■ What the task asks: Check every line of the entries for "primitives", and copy the lines that hold it.

##############################

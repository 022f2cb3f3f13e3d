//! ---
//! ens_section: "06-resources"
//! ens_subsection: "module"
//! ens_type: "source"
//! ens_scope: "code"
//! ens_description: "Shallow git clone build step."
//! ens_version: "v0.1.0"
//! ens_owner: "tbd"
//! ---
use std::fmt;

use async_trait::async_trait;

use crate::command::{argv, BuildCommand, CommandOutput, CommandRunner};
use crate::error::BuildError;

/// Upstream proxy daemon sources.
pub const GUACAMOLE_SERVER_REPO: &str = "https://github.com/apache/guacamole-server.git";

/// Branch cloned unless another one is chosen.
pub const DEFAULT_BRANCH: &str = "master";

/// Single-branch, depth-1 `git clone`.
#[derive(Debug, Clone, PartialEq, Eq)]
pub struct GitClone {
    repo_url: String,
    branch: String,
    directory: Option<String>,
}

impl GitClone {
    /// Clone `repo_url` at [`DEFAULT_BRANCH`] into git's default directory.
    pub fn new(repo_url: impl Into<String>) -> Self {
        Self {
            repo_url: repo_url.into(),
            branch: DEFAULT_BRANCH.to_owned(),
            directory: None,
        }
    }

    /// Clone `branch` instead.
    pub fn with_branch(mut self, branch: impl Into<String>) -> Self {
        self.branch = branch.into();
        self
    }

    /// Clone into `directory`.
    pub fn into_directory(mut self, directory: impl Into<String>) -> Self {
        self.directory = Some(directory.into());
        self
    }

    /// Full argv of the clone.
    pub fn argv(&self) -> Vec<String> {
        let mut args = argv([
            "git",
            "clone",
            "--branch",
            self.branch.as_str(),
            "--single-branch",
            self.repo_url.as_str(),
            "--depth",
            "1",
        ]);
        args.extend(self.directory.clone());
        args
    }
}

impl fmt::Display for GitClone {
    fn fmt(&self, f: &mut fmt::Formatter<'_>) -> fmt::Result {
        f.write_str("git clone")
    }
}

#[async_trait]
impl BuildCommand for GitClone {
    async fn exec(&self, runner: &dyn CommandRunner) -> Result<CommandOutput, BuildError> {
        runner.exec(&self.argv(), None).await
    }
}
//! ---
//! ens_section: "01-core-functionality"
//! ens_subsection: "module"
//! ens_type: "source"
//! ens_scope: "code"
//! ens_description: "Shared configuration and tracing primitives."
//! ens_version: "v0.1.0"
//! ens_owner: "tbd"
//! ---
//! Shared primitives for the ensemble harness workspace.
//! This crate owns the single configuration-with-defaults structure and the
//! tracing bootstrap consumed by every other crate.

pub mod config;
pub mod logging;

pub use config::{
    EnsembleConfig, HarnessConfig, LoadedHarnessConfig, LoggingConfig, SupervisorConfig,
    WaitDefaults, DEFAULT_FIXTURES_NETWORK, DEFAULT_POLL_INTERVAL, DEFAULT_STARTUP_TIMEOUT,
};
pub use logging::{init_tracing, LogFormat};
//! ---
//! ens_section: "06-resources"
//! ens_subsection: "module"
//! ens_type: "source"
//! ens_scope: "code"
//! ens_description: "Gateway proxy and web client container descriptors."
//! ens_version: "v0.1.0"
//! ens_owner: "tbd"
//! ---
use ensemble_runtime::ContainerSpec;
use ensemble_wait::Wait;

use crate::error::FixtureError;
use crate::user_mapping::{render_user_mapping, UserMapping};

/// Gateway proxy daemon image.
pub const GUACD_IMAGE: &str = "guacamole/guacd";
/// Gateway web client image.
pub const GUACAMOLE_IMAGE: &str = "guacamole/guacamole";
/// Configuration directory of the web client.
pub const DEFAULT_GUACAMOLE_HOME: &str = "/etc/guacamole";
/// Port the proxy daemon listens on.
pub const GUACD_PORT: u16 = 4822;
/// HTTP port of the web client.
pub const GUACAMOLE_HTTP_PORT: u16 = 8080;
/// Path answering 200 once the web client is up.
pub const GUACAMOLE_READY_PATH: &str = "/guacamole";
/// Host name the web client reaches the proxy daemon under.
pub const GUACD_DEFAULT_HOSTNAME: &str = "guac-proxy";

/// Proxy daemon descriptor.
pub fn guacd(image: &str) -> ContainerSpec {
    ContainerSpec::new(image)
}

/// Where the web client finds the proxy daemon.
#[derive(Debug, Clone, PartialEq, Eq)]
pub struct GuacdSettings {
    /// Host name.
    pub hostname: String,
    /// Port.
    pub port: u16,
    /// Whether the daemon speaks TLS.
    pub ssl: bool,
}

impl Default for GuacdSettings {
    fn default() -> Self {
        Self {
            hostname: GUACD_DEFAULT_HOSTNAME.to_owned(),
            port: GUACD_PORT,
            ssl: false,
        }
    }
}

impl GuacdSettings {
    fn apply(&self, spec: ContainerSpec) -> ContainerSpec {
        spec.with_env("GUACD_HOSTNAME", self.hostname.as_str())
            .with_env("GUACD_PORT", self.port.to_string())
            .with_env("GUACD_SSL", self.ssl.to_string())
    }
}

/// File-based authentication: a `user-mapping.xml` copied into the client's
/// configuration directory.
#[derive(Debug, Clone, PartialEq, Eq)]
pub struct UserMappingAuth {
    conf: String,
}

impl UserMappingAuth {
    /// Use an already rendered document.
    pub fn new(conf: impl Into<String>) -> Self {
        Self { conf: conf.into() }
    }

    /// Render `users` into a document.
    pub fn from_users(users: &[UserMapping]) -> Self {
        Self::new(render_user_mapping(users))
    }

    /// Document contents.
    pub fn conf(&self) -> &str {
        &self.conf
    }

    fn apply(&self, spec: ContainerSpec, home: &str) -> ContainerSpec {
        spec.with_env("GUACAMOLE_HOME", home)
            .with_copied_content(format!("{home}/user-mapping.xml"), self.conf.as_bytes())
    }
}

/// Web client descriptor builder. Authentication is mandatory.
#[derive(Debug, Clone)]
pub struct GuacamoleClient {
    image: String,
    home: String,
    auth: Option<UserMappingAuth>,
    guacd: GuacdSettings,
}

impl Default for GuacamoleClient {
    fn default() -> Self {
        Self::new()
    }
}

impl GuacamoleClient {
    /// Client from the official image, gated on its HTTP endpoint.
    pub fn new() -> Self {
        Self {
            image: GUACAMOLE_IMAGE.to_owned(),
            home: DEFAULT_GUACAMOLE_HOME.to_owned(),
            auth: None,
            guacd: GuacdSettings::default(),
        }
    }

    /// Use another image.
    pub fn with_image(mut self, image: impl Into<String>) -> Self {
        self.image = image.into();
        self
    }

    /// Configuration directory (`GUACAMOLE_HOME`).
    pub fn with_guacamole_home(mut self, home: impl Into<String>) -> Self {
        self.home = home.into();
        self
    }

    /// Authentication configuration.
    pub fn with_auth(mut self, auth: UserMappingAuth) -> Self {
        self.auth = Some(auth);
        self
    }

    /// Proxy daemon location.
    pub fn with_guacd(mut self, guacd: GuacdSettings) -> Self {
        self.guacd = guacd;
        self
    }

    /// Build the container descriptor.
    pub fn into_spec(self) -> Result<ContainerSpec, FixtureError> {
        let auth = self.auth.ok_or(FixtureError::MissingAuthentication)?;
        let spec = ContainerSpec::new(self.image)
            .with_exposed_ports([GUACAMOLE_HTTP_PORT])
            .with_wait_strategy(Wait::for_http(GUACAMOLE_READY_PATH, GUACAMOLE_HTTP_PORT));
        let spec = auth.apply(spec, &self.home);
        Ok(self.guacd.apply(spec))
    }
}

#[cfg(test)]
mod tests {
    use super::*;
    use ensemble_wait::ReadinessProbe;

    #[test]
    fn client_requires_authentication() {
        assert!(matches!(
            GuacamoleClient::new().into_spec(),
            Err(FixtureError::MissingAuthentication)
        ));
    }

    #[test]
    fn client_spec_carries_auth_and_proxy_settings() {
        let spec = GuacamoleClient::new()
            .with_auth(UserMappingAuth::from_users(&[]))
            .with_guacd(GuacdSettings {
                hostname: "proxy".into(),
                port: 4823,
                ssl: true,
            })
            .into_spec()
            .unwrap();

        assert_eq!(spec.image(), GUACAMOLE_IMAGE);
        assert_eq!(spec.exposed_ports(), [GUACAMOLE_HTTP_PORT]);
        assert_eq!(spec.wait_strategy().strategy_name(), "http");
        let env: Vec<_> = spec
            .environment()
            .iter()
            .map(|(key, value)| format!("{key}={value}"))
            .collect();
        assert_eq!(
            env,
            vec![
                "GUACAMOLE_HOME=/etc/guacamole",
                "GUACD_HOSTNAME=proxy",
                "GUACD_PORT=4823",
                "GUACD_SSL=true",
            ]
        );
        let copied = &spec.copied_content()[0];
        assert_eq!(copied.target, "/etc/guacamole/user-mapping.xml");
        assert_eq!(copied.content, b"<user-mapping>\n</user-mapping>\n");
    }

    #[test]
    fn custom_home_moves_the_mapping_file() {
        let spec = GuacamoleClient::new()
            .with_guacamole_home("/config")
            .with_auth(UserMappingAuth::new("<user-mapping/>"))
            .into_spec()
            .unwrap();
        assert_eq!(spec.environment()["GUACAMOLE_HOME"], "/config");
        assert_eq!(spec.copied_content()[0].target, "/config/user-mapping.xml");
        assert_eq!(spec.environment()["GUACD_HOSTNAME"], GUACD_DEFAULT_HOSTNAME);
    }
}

##############################

■ Answer:
//! ens_description: "Shared configuration and tracing primitives."
//! Shared primitives for the ensemble harness workspace.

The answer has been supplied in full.